[Task input]

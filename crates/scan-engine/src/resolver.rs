//! 이미지 확인 -- 로컬 존재 여부 검사 후 필요 시 pull
//!
//! [`ImageResolver::ensure`]가 `false`를 반환하면 스캔은 진행되지 않습니다.

use std::sync::Arc;
use std::time::Duration;

use imagewarden_core::types::ImageRef;
use tracing::{debug, info, warn};

use crate::runtime::ContainerRuntime;

/// 이미지 확인기
pub struct ImageResolver<R: ContainerRuntime> {
    runtime: Arc<R>,
    pull_timeout: Duration,
}

impl<R: ContainerRuntime> ImageResolver<R> {
    /// 새 확인기를 생성합니다.
    pub fn new(runtime: Arc<R>, pull_timeout: Duration) -> Self {
        Self {
            runtime,
            pull_timeout,
        }
    }

    /// 이미지가 로컬에 있음을 보장합니다.
    ///
    /// 로컬에 이미 있거나 pull에 성공하면 `true`를 반환합니다.
    /// pull 실패와 타임아웃은 로그로 남기고 `false`로 변환됩니다.
    pub async fn ensure(&self, image: &ImageRef) -> bool {
        match self.runtime.inspect_image(image.as_str()).await {
            Ok(()) => {
                debug!(image = %image, "image present locally");
                return true;
            }
            Err(e) => {
                info!(image = %image, reason = %e, "image not available locally, pulling");
            }
        }

        match tokio::time::timeout(self.pull_timeout, self.runtime.pull_image(image.as_str()))
            .await
        {
            Ok(Ok(())) => {
                info!(image = %image, "image pulled");
                true
            }
            Ok(Err(e)) => {
                warn!(image = %image, error = %e, "image pull failed");
                false
            }
            Err(_elapsed) => {
                warn!(
                    image = %image,
                    timeout_secs = self.pull_timeout.as_secs(),
                    "image pull timed out"
                );
                false
            }
        }
    }
}
#![no_main]

use imagewarden_core::types::ImageRef;
use libfuzzer_sys::fuzz_target;

fuzz_target!(|data: &[u8]| {
    if let Ok(raw) = std::str::from_utf8(data) {
        if let Ok(image) = ImageRef::parse(raw) {
            let normalized = image.as_str();
            assert!(!normalized.is_empty());
            assert!(!normalized.contains(' '));

            let key = image.artifact_key();
            assert!(!key.contains('/'));
            assert!(!key.contains(':'));
        }
    }
});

[/Task input]

— What the task requires —
Quote the listing word for word from its first line through the line in which "assert!(!normalized.contains(' '));" appears.

— Answer box —
filename crates/scan-engine/src/resolver.rs
//! 이미지 확인 -- 로컬 존재 여부 검사 후 필요 시 pull
//!
//! [`ImageResolver::ensure`]가 `false`를 반환하면 스캔은 진행되지 않습니다.

use std::sync::Arc;
use std::time::Duration;

use imagewarden_core::types::ImageRef;
use tracing::{debug, info, warn};

use crate::runtime::ContainerRuntime;

/// 이미지 확인기
pub struct ImageResolver<R: ContainerRuntime> {
    runtime: Arc<R>,
    pull_timeout: Duration,
}

impl<R: ContainerRuntime> ImageResolver<R> {
    /// 새 확인기를 생성합니다.
    pub fn new(runtime: Arc<R>, pull_timeout: Duration) -> Self {
        Self {
            runtime,
            pull_timeout,
        }
    }

    /// 이미지가 로컬에 있음을 보장합니다.
    ///
    /// 로컬에 이미 있거나 pull에 성공하면 `true`를 반환합니다.
    /// pull 실패와 타임아웃은 로그로 남기고 `false`로 변환됩니다.
    pub async fn ensure(&self, image: &ImageRef) -> bool {
        match self.runtime.inspect_image(image.as_str()).await {
            Ok(()) => {
                debug!(image = %image, "image present locally");
                return true;
            }
            Err(e) => {
                info!(image = %image, reason = %e, "image not available locally, pulling");
            }
        }

        match tokio::time::timeout(self.pull_timeout, self.runtime.pull_image(image.as_str()))
            .await
        {
            Ok(Ok(())) => {
                info!(image = %image, "image pulled");
                true
            }
            Ok(Err(e)) => {
                warn!(image = %image, error = %e, "image pull failed");
                false
            }
            Err(_elapsed) => {
                warn!(
                    image = %image,
                    timeout_secs = self.pull_timeout.as_secs(),
                    "image pull timed out"
                );
                false
            }
        }
    }
}
#![no_main]

use imagewarden_core::types::ImageRef;
use libfuzzer_sys::fuzz_target;

fuzz_target!(|data: &[u8]| {
    if let Ok(raw) = std::str::from_utf8(data) {
        if let Ok(image) = ImageRef::parse(raw) {
            let normalized = image.as_str();
            assert!(!normalized.is_empty());
            assert!(!normalized.contains(' '));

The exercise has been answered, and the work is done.